Source information:
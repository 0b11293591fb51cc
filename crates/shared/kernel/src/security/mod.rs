mod rate_limit;
mod resource;

pub use rate_limit::{RateLimiter, client_ip, rate_limit};
pub use resource::{ResourceGuard, ResourceGuardError};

Instructions for the task: Copy out the data in full, exactly.

Task solution:
repository 0b11293591fb51cc
filename crates/shared/kernel/src/security/mod.rs
mod rate_limit;
mod resource;

pub use rate_limit::{RateLimiter, client_ip, rate_limit};
pub use resource::{ResourceGuard, ResourceGuardError};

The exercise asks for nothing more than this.